* WHAT YOU ARE ASKED TO DO: Going through the entries below, count each line containing the word "body". Report the number only.

* AVAILABLE DATA:

-- Opening Marker --

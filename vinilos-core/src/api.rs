use async_trait::async_trait;
use reqwest::StatusCode;
use serde::de::DeserializeOwned;
use serde::Serialize;
use thiserror::Error;
use tracing::debug;

use crate::domain::{Album, Collector, Musician, NewAlbum, NewCollector, Prize};

#[derive(Debug, Error)]
pub enum ApiError {
    #[error("request failed: {0}")]
    Transport(reqwest::Error),
    #[error("{resource} was not found")]
    NotFound { resource: String },
    #[error("server error (status {status})")]
    Server { status: u16 },
    #[error("unexpected status {status} from {resource}")]
    Unexpected { status: u16, resource: String },
    #[error("response body did not match the expected shape: {0}")]
    Decode(#[source] reqwest::Error),
}

/// Transport seam for the catalog backend. Repositories talk to this trait
/// so tests can substitute a scripted implementation.
#[async_trait]
pub trait CatalogApi: Send + Sync {
    async fn list_albums(&self) -> Result<Vec<Album>, ApiError>;
    async fn get_album(&self, id: i64) -> Result<Album, ApiError>;
    async fn create_album(&self, draft: &NewAlbum) -> Result<Album, ApiError>;
    async fn list_musicians(&self) -> Result<Vec<Musician>, ApiError>;
    async fn get_musician(&self, id: i64) -> Result<Musician, ApiError>;
    async fn list_collectors(&self) -> Result<Vec<Collector>, ApiError>;
    async fn get_collector(&self, id: i64) -> Result<Collector, ApiError>;
    async fn create_collector(&self, draft: &NewCollector) -> Result<Collector, ApiError>;
    async fn get_prize(&self, id: i64) -> Result<Prize, ApiError>;
    async fn add_musician_to_album(&self, album_id: i64, musician_id: i64)
        -> Result<(), ApiError>;
}

/// HTTP client for the Vinilos REST backend.
pub struct CatalogClient {
    base_url: String,
    http: reqwest::Client,
}

impl CatalogClient {
    pub fn new(base_url: &str) -> Self {
        Self::with_client(base_url, reqwest::Client::new())
    }

    /// Build a client from loaded configuration.
    pub fn from_config(config: &crate::config::VinilosConfig) -> Result<Self, ApiError> {
        Self::with_timeout(
            &config.base_url,
            std::time::Duration::from_secs(config.request_timeout_secs),
        )
    }

    pub fn with_timeout(base_url: &str, timeout: std::time::Duration) -> Result<Self, ApiError> {
        let http = reqwest::Client::builder()
            .timeout(timeout)
            .build()
            .map_err(ApiError::Transport)?;
        Ok(Self::with_client(base_url, http))
    }

    fn with_client(base_url: &str, http: reqwest::Client) -> Self {
        Self {
            base_url: base_url.trim_end_matches('/').to_string(),
            http,
        }
    }

    fn url(&self, path: &str) -> String {
        format!("{}{}", self.base_url, path)
    }

    async fn get_json<T: DeserializeOwned>(&self, path: &str) -> Result<T, ApiError> {
        let url = self.url(path);
        debug!("GET {}", url);
        let response = self.http.get(&url).send().await.map_err(ApiError::Transport)?;
        classify(response.status(), path)?;
        response.json().await.map_err(ApiError::Decode)
    }

    async fn post_json<T, B>(&self, path: &str, body: &B) -> Result<T, ApiError>
    where
        T: DeserializeOwned,
        B: Serialize + Sync,
    {
        let url = self.url(path);
        debug!("POST {}", url);
        let response = self
            .http
            .post(&url)
            .json(body)
            .send()
            .await
            .map_err(ApiError::Transport)?;
        classify(response.status(), path)?;
        response.json().await.map_err(ApiError::Decode)
    }

    async fn post_empty(&self, path: &str) -> Result<(), ApiError> {
        let url = self.url(path);
        debug!("POST {}", url);
        let response = self
            .http
            .post(&url)
            .json(&serde_json::json!({}))
            .send()
            .await
            .map_err(ApiError::Transport)?;
        classify(response.status(), path)?;
        Ok(())
    }
}

/// Map a non-2xx status to the error taxonomy. 2xx passes through.
fn classify(status: StatusCode, resource: &str) -> Result<(), ApiError> {
    if status == StatusCode::NOT_FOUND {
        return Err(ApiError::NotFound {
            resource: resource.to_string(),
        });
    }
    if status.is_server_error() {
        return Err(ApiError::Server {
            status: status.as_u16(),
        });
    }
    if !status.is_success() {
        return Err(ApiError::Unexpected {
            status: status.as_u16(),
            resource: resource.to_string(),
        });
    }
    Ok(())
}

#[async_trait]
impl CatalogApi for CatalogClient {
    async fn list_albums(&self) -> Result<Vec<Album>, ApiError> {
        self.get_json("/albums").await
    }

    async fn get_album(&self, id: i64) -> Result<Album, ApiError> {
        self.get_json(&format!("/albums/{}", id)).await
    }

    async fn create_album(&self, draft: &NewAlbum) -> Result<Album, ApiError> {
        self.post_json("/albums", draft).await
    }

    async fn list_musicians(&self) -> Result<Vec<Musician>, ApiError> {
        self.get_json("/musicians").await
    }

    async fn get_musician(&self, id: i64) -> Result<Musician, ApiError> {
        self.get_json(&format!("/musicians/{}", id)).await
    }

    async fn list_collectors(&self) -> Result<Vec<Collector>, ApiError> {
        self.get_json("/collectors").await
    }

    async fn get_collector(&self, id: i64) -> Result<Collector, ApiError> {
        self.get_json(&format!("/collectors/{}", id)).await
    }

    async fn create_collector(&self, draft: &NewCollector) -> Result<Collector, ApiError> {
        self.post_json("/collectors", draft).await
    }

    async fn get_prize(&self, id: i64) -> Result<Prize, ApiError> {
        self.get_json(&format!("/prizes/{}", id)).await
    }

    async fn add_musician_to_album(
        &self,
        album_id: i64,
        musician_id: i64,
    ) -> Result<(), ApiError> {
        self.post_empty(&format!("/albums/{}/musicians/{}", album_id, musician_id))
            .await
    }
}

-- Closing Marker --

* RESPONSE TO THIS TASK: 3